- _About this task_:
Copy the records below verbatim, from the first line through the line containing "the input layer.", inclusive, and output nothing else.

Dataset extract section start

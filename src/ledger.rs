use serde::{Deserialize, Serialize};

/// Money earned per point of effective wealth at the start of a turn.
pub const ACCRUAL_MULTIPLIER: i64 = 10;

/// The money balance. It has no floor; range checks belong to the input layer.
#[derive(Debug, Clone, Copy, Default, PartialEq, Eq, Serialize, Deserialize)]
#[serde(transparent)]
pub struct Ledger {
    balance: i64,
}

impl Ledger {
    pub fn new(balance: i64) -> Self {
        Self { balance }
    }

    pub fn balance(&self) -> i64 {
        self.balance
    }

    pub fn adjust(&mut self, amount: i64) -> i64 {
        self.balance = self.balance.saturating_add(amount);
        self.balance
    }

    /// Adds `effective_value * multiplier` and returns the amount credited.
    pub fn accrue_from_attribute(&mut self, effective_value: i64, multiplier: i64) -> i64 {
        let amount = effective_value.saturating_mul(multiplier);
        self.adjust(amount);
        amount
    }

    pub fn reset(&mut self) {
        self.balance = 0;
    }
}

#[cfg(test)]
mod tests {
    use super::*;

    #[test]
    fn adjust_allows_negative_balance() {
        let mut ledger = Ledger::default();
        assert_eq!(ledger.adjust(30), 30);
        assert_eq!(ledger.adjust(-50), -20);
    }

    #[test]
    fn accrual_scales_effective_value() {
        let mut ledger = Ledger::new(100);
        assert_eq!(ledger.accrue_from_attribute(5, ACCRUAL_MULTIPLIER), 50);
        assert_eq!(ledger.balance(), 150);

        // Negative wealth drains money.
        assert_eq!(ledger.accrue_from_attribute(-2, ACCRUAL_MULTIPLIER), -20);
        assert_eq!(ledger.balance(), 130);
    }

    #[test]
    fn persisted_as_plain_integer() {
        let ledger: Ledger = serde_json::from_str("250").unwrap();
        assert_eq!(ledger.balance(), 250);
        assert_eq!(serde_json::to_string(&ledger).unwrap(), "250");
    }
}
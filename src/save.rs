//! Key-per-store persistence.
//!
//! Each store lives under its own key and is loaded on its own: a missing or
//! corrupt key falls back to that store's default without touching the rest.
//! Writes are best effort; failures are logged and the in-memory state wins.

use std::collections::HashMap;
use std::fs::{self, create_dir_all};
use std::io::ErrorKind;
use std::path::{Path, PathBuf};

use serde::{Serialize, de::DeserializeOwned};
use strum_macros::{AsRefStr, Display, EnumIter};

use crate::error::PersistenceError;
use crate::game_state::GameState;
use crate::modifier::ModifierStore;
use crate::status::StatusBoard;
use crate::turn::TurnState;

#[derive(Debug, Clone, Copy, PartialEq, Eq, Hash, Display, AsRefStr, EnumIter)]
#[strum(serialize_all = "camelCase")]
pub enum StoreKey {
    Stats,
    Buffs,
    Statuses,
    Inventory,
    Money,
    TurnEnded,
    IsMyTurn,
}

/// Storage medium for serialized stores.
pub trait Storage {
    /// Returns `Ok(None)` when nothing was ever stored under `key`.
    fn read(&self, key: StoreKey) -> Result<Option<String>, PersistenceError>;
    fn write(&mut self, key: StoreKey, value: &str) -> Result<(), PersistenceError>;
}

/// One pretty-printed JSON file per key inside a data directory.
#[derive(Debug, Clone)]
pub struct FileStorage {
    dir: PathBuf,
}

impl FileStorage {
    pub fn new(dir: impl Into<PathBuf>) -> Self {
        Self { dir: dir.into() }
    }

    pub fn dir(&self) -> &Path {
        &self.dir
    }

    pub fn path_for(&self, key: StoreKey) -> PathBuf {
        self.dir.join(format!("{}.json", key.as_ref()))
    }
}

impl Storage for FileStorage {
    fn read(&self, key: StoreKey) -> Result<Option<String>, PersistenceError> {
        match fs::read_to_string(self.path_for(key)) {
            Ok(data) => Ok(Some(data)),
            Err(e) if e.kind() == ErrorKind::NotFound => Ok(None),
            Err(source) => Err(PersistenceError::Read {
                key: key.to_string(),
                source,
            }),
        }
    }

    fn write(&mut self, key: StoreKey, value: &str) -> Result<(), PersistenceError> {
        let to_write_error = |source| PersistenceError::Write {
            key: key.to_string(),
            source,
        };
        create_dir_all(&self.dir).map_err(to_write_error)?; // Ensure the data directory exists.
        fs::write(self.path_for(key), value).map_err(to_write_error)
    }
}

/// In-process storage, mostly for tests. Can be told to fail every write.
#[derive(Debug, Clone, Default)]
pub struct MemoryStorage {
    entries: HashMap<StoreKey, String>,
    pub fail_writes: bool,
}

impl MemoryStorage {
    pub fn new() -> Self {
        Self::default()
    }

    pub fn insert_raw(&mut self, key: StoreKey, value: impl Into<String>) {
        self.entries.insert(key, value.into());
    }

    pub fn raw(&self, key: StoreKey) -> Option<&str> {
        self.entries.get(&key).map(String::as_str)
    }
}

impl Storage for MemoryStorage {
    fn read(&self, key: StoreKey) -> Result<Option<String>, PersistenceError> {
        Ok(self.entries.get(&key).cloned())
    }

    fn write(&mut self, key: StoreKey, value: &str) -> Result<(), PersistenceError> {
        if self.fail_writes {
            return Err(PersistenceError::Unavailable(format!(
                "writes disabled for key '{key}'"
            )));
        }
        self.entries.insert(key, value.to_string());
        Ok(())
    }
}

pub fn try_load_key<T: DeserializeOwned>(
    storage: &impl Storage,
    key: StoreKey,
) -> Result<Option<T>, PersistenceError> {
    let Some(raw) = storage.read(key)? else {
        return Ok(None);
    };
    serde_json::from_str(&raw)
        .map(Some)
        .map_err(|source| PersistenceError::Corrupt {
            key: key.to_string(),
            source,
        })
}

/// Loads one key, substituting the default on absence or failure.
pub fn load_key<T: DeserializeOwned + Default>(storage: &impl Storage, key: StoreKey) -> T {
    match try_load_key(storage, key) {
        Ok(Some(value)) => value,
        Ok(None) => {
            log::debug!("No stored value for '{key}', using default");
            T::default()
        }
        Err(e) => {
            log::warn!("Falling back to default for '{key}': {e}");
            T::default()
        }
    }
}

pub fn try_save_key<T: Serialize>(
    storage: &mut impl Storage,
    key: StoreKey,
    value: &T,
) -> Result<(), PersistenceError> {
    let serialized =
        serde_json::to_string_pretty(value).map_err(|source| PersistenceError::Corrupt {
            key: key.to_string(),
            source,
        })?;
    storage.write(key, &serialized)
}

/// Saves one key. Failures are logged and otherwise ignored.
pub fn save_key<T: Serialize>(storage: &mut impl Storage, key: StoreKey, value: &T) {
    if let Err(e) = try_save_key(storage, key, value) {
        log::error!("Failed to persist '{key}': {e}");
    }
}

pub fn load_game_state(storage: &impl Storage) -> GameState {
    let mut buffs: ModifierStore = load_key(storage, StoreKey::Buffs);
    let dropped = buffs.drop_invalid();
    if !dropped.is_empty() {
        log::warn!("Dropped {} invalid stored buffs: {dropped:?}", dropped.len());
    }
    let mut statuses: StatusBoard = load_key(storage, StoreKey::Statuses);
    let dropped = statuses.drop_invalid();
    if !dropped.is_empty() {
        log::warn!("Dropped {} expired stored statuses: {dropped:?}", dropped.len());
    }

    // `turnEnded` is not read back: the banner is not game state.
    GameState {
        stats: load_key(storage, StoreKey::Stats),
        buffs,
        statuses,
        inventory: load_key(storage, StoreKey::Inventory),
        money: load_key(storage, StoreKey::Money),
        turn: TurnState::from_my_turn(load_key(storage, StoreKey::IsMyTurn)),
    }
}

/// Writes the keys listed, taking values from `game`.
pub fn save_stores(storage: &mut impl Storage, game: &GameState, keys: &[StoreKey]) {
    for key in keys {
        match key {
            StoreKey::Stats => save_key(storage, *key, &game.stats),
            StoreKey::Buffs => save_key(storage, *key, &game.buffs),
            StoreKey::Statuses => save_key(storage, *key, &game.statuses),
            StoreKey::Inventory => save_key(storage, *key, &game.inventory),
            StoreKey::Money => save_key(storage, *key, &game.money),
            StoreKey::TurnEnded => save_key(storage, *key, &false),
            StoreKey::IsMyTurn => save_key(storage, *key, &game.turn.is_my_turn()),
        }
    }
}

Dataset extract section end

- _Solution below_:
filename src/ledger.rs
use serde::{Deserialize, Serialize};

/// Money earned per point of effective wealth at the start of a turn.
pub const ACCRUAL_MULTIPLIER: i64 = 10;

/// The money balance. It has no floor; range checks belong to the input layer.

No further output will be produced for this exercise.